## [Exercise data]
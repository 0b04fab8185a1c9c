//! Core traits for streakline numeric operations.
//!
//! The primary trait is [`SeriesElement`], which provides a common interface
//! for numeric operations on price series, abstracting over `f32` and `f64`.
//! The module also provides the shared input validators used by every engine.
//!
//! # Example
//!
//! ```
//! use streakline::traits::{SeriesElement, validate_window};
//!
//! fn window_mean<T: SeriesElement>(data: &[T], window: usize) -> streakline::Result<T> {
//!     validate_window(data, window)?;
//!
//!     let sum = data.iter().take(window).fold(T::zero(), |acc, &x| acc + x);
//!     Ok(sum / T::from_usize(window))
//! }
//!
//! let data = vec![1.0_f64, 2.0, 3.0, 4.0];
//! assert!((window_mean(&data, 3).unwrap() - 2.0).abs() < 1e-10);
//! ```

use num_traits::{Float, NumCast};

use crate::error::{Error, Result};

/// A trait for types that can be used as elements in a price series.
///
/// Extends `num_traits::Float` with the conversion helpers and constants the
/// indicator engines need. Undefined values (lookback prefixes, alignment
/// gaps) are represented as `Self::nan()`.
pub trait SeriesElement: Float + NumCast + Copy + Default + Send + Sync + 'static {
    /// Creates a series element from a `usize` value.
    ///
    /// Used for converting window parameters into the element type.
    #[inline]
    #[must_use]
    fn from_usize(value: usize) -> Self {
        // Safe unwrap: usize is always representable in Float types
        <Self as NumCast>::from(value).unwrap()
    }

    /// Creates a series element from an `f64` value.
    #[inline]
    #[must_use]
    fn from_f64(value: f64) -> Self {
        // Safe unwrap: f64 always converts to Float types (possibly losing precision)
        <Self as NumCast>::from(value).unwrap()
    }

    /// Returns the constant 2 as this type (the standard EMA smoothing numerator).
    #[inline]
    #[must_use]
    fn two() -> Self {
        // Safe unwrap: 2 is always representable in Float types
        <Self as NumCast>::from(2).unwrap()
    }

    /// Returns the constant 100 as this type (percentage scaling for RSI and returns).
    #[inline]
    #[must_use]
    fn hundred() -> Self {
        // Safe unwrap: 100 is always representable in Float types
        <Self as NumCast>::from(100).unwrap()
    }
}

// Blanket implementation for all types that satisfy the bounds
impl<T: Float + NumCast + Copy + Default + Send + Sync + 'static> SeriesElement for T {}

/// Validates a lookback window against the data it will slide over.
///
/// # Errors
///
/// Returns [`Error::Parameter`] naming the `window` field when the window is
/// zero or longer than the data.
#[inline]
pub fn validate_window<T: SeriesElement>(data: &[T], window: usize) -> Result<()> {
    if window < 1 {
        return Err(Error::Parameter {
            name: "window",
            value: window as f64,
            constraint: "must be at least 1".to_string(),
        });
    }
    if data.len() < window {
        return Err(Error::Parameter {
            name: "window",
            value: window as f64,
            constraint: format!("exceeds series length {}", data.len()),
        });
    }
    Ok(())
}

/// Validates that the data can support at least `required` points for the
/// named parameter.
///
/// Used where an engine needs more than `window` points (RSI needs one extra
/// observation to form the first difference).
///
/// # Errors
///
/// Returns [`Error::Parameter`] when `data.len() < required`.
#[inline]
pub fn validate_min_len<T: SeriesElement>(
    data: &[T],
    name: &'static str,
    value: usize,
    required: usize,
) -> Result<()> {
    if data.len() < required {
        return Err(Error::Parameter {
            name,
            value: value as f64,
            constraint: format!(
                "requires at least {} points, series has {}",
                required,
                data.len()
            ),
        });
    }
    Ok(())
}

## [Task goal]
Go through the listing above and restate it word for word.

## [Result for this task]
repository 0b04fab8185a1c9c
//! Core traits for streakline numeric operations.
//!
//! The primary trait is [`SeriesElement`], which provides a common interface
//! for numeric operations on price series, abstracting over `f32` and `f64`.
//! The module also provides the shared input validators used by every engine.
//!
//! # Example
//!
//! ```
//! use streakline::traits::{SeriesElement, validate_window};
//!
//! fn window_mean<T: SeriesElement>(data: &[T], window: usize) -> streakline::Result<T> {
//!     validate_window(data, window)?;
//!
//!     let sum = data.iter().take(window).fold(T::zero(), |acc, &x| acc + x);
//!     Ok(sum / T::from_usize(window))
//! }
//!
//! let data = vec![1.0_f64, 2.0, 3.0, 4.0];
//! assert!((window_mean(&data, 3).unwrap() - 2.0).abs() < 1e-10);
//! ```

use num_traits::{Float, NumCast};

use crate::error::{Error, Result};

/// A trait for types that can be used as elements in a price series.
///
/// Extends `num_traits::Float` with the conversion helpers and constants the
/// indicator engines need. Undefined values (lookback prefixes, alignment
/// gaps) are represented as `Self::nan()`.
pub trait SeriesElement: Float + NumCast + Copy + Default + Send + Sync + 'static {
    /// Creates a series element from a `usize` value.
    ///
    /// Used for converting window parameters into the element type.
    #[inline]
    #[must_use]
    fn from_usize(value: usize) -> Self {
        // Safe unwrap: usize is always representable in Float types
        <Self as NumCast>::from(value).unwrap()
    }

    /// Creates a series element from an `f64` value.
    #[inline]
    #[must_use]
    fn from_f64(value: f64) -> Self {
        // Safe unwrap: f64 always converts to Float types (possibly losing precision)
        <Self as NumCast>::from(value).unwrap()
    }

    /// Returns the constant 2 as this type (the standard EMA smoothing numerator).
    #[inline]
    #[must_use]
    fn two() -> Self {
        // Safe unwrap: 2 is always representable in Float types
        <Self as NumCast>::from(2).unwrap()
    }

    /// Returns the constant 100 as this type (percentage scaling for RSI and returns).
    #[inline]
    #[must_use]
    fn hundred() -> Self {
        // Safe unwrap: 100 is always representable in Float types
        <Self as NumCast>::from(100).unwrap()
    }
}

// Blanket implementation for all types that satisfy the bounds
impl<T: Float + NumCast + Copy + Default + Send + Sync + 'static> SeriesElement for T {}

/// Validates a lookback window against the data it will slide over.
///
/// # Errors
///
/// Returns [`Error::Parameter`] naming the `window` field when the window is
/// zero or longer than the data.
#[inline]
pub fn validate_window<T: SeriesElement>(data: &[T], window: usize) -> Result<()> {
    if window < 1 {
        return Err(Error::Parameter {
            name: "window",
            value: window as f64,
            constraint: "must be at least 1".to_string(),
        });
    }
    if data.len() < window {
        return Err(Error::Parameter {
            name: "window",
            value: window as f64,
            constraint: format!("exceeds series length {}", data.len()),
        });
    }
    Ok(())
}

/// Validates that the data can support at least `required` points for the
/// named parameter.
///
/// Used where an engine needs more than `window` points (RSI needs one extra
/// observation to form the first difference).
///
/// # Errors
///
/// Returns [`Error::Parameter`] when `data.len() < required`.
#[inline]
pub fn validate_min_len<T: SeriesElement>(
    data: &[T],
    name: &'static str,
    value: usize,
    required: usize,
) -> Result<()> {
    if data.len() < required {
        return Err(Error::Parameter {
            name,
            value: value as f64,
            constraint: format!(
                "requires at least {} points, series has {}",
                required,
                data.len()
            ),
        });
    }
    Ok(())
}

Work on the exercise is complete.